A surgical treatment option based on stem-cell transplantation can help repair articular cartilage damage.
FOR many years, articular cartilage damage has been the stuff of nightmares for orthopaedic surgeons.
This is because once injury or disease from a damaged articular cartilage (which usually occurs in the knee joint) sets in, it does not usually regenerate or heal well. This often leads to a permanent loss of tissue and formation of a defect.
By definition, cartilage is a tough, flexible tissue that is found throughout the body. It serves two main functions: as a shock absorber, and as a mould.
This tissue covers the surface of joints, enabling bones to slide over one another while reducing friction and preventing damage. On top of that, it helps to support your weight when you move, bend, stretch and run.
Unlike muscles and other types of tissue, cartilage does not have its own blood supply. Blood vessels carry nutrients and other essential components to the site of tissue damage to assist the healing process. Due to this, damaged cartilage does not heal as quickly as damaged skin or muscles.
Unfortunately, cartilage structures and functions can be damaged with regular wear and tear, but is more likely to occur from causes such as a bad fall or trauma from sports events. Symptoms include persistent pain, swelling, stiffness and a decreased range of knee movement.
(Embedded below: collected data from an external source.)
use chrono::{DateTime, Utc};
use serde::{Deserialize, Serialize};
use utoipa::ToSchema;
use uuid::Uuid;

pub mod db;

pub static SECTION_COLLECTION_NAME: &str = "sections";

#[derive(Debug, Clone, Serialize, Deserialize, ToSchema)]
pub struct Section {
    #[serde(default = "Uuid::new_v4", rename = "_id")]
    pub id: Uuid,
    pub title: String,
    /// Display position within the course; not globally unique.
    #[serde(default)]
    pub order: i32,
    pub course_id: Uuid,
    #[serde(
        default = "Utc::now",
        with = "bson::serde_helpers::chrono_datetime_as_bson_datetime"
    )]
    pub created: DateTime<Utc>,
}

/// Where a deleted section's videos should go: the section with the
/// largest `order` strictly below the deleted one, falling back to the
/// smallest strictly above. Content appended after a removed section folds
/// backward into prior material by default.
pub fn reassign_target<'a>(deleted: &Section, remaining: &'a [Section]) -> Option<&'a Section> {
    remaining
        .iter()
        .filter(|s| s.order < deleted.order)
        .max_by_key(|s| s.order)
        .or_else(|| {
            remaining
                .iter()
                .filter(|s| s.order > deleted.order)
                .min_by_key(|s| s.order)
        })
}

/// What happened to a deleted section's videos.
#[derive(Debug, Clone, Serialize, ToSchema)]
#[serde(tag = "outcome", rename_all = "snake_case")]
pub enum VideoDisposition {
    NoVideos,
    Reassigned { target: Uuid, moved: u64 },
    Deleted { removed: u64 },
}

#[cfg(test)]
mod tests {
    use super::*;

    fn section(title: &str, order: i32, course_id: Uuid) -> Section {
        Section {
            id: Uuid::new_v4(),
            title: title.to_string(),
            order,
            course_id,
            created: Utc::now(),
        }
    }

    #[test]
    fn prefers_previous_section() {
        let course = Uuid::new_v4();
        let deleted = section("middle", 2, course);
        let remaining = [section("first", 1, course), section("last", 3, course)];

        let target = reassign_target(&deleted, &remaining).expect("a target exists");
        assert_eq!(target.title, "first");
    }

    #[test]
    fn falls_back_to_next_section() {
        let course = Uuid::new_v4();
        let deleted = section("first", 1, course);
        let remaining = [section("second", 2, course), section("third", 3, course)];

        let target = reassign_target(&deleted, &remaining).expect("a target exists");
        assert_eq!(target.title, "second");
    }

    #[test]
    fn picks_nearest_previous() {
        let course = Uuid::new_v4();
        let deleted = section("fourth", 4, course);
        let remaining = [section("first", 1, course), section("third", 3, course)];

        let target = reassign_target(&deleted, &remaining).expect("a target exists");
        assert_eq!(target.title, "third");
    }

    #[test]
    fn no_target_when_section_is_alone() {
        let course = Uuid::new_v4();
        let deleted = section("only", 1, course);

        assert!(reassign_target(&deleted, &[]).is_none());
    }

    #[test]
    fn equal_order_is_not_a_target() {
        let course = Uuid::new_v4();
        let deleted = section("a", 2, course);
        let remaining = [section("twin", 2, course)];

        assert!(reassign_target(&deleted, &remaining).is_none());
    }
}
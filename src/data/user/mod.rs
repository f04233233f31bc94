use chrono::{DateTime, Utc};
use crypto::bcrypt::bcrypt;
use serde::{Deserialize, Serialize};
use sha2::{Digest, Sha256};
use utoipa::ToSchema;
use uuid::Uuid;

use crate::role::RoleName;

pub mod db;

pub static USER_COLLECTION_NAME: &str = "users";

/// Salted bcrypt over a SHA-256 pre-hash, so password length never exceeds
/// bcrypt's 72-byte input limit.
#[derive(Debug, Clone, Eq, PartialEq, Hash, Serialize, Deserialize)]
pub struct PasswordHash([u8; 24]);

const BCRYPT_COST: u32 = 12;

impl PasswordHash {
    pub fn new(password: impl AsRef<str>) -> PasswordHash {
        let mut pw_hash: [u8; 24] = [0; 24];

        let mut sha = Sha256::new();
        sha2::Digest::update(&mut sha, password.as_ref().as_bytes());

        bcrypt(
            BCRYPT_COST,
            &crate::SECURITY.salt,
            sha.finalize().as_slice(),
            &mut pw_hash,
        );

        PasswordHash(pw_hash)
    }

    pub fn verify(&self, password: impl AsRef<str>) -> bool {
        self == &PasswordHash::new(password)
    }
}

#[derive(Debug, Clone, Serialize, Deserialize)]
pub struct User {
    #[serde(default = "Uuid::new_v4", rename = "_id")]
    pub id: Uuid,
    pub name: String,
    pub email: String,
    pub pw_hash: PasswordHash,
    pub role_id: Uuid,
    #[serde(
        default = "Utc::now",
        with = "bson::serde_helpers::chrono_datetime_as_bson_datetime"
    )]
    pub created: DateTime<Utc>,
}

impl User {
    pub fn new(
        name: impl ToString,
        email: impl ToString,
        password: impl AsRef<str>,
        role_id: Uuid,
    ) -> User {
        let id = Uuid::new_v4();
        tracing::info!("Creating a new user with UUID: {}", id);

        User {
            id,
            name: name.to_string(),
            email: email.to_string(),
            pw_hash: PasswordHash::new(password),
            role_id,
            created: Utc::now(),
        }
    }
}

/// User shape returned by handlers. The password hash never leaves the
/// store layer.
#[derive(Debug, Clone, Serialize, Deserialize, ToSchema)]
pub struct UserResponse {
    pub id: Uuid,
    pub name: String,
    pub email: String,
    pub role: RoleName,
}

impl UserResponse {
    pub fn new(user: &User, role: RoleName) -> UserResponse {
        UserResponse {
            id: user.id,
            name: user.name.clone(),
            email: user.email.clone(),
            role,
        }
    }
}

#[cfg(test)]
mod tests {
    use super::*;

    #[test]
    fn hash_verifies_original_password_only() {
        let hash = PasswordHash::new("Password123!");
        assert!(hash.verify("Password123!"));
        assert!(!hash.verify("password123!"));
    }
}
Such cases are more common in people under the age of 35. This is because people from this age group are more likely to engage in sporting activities, where there is a higher chance of injury.
However, cartilage damage also occurs with ageing. Cartilage damage associated with osteoarthritis is most common in adults aged 50 and above, and is seen more in women than in men.
Generally, those who have undergone surgical interventions are more vulnerable to articular cartilage damage, due to the altered mechanics of the joint.
Treating cartilage damage
There are a number of non-surgical and surgical treatment options that can help relieve the symptoms of damaged articular cartilage. Most of these treatments aim to reduce inflammation and pain.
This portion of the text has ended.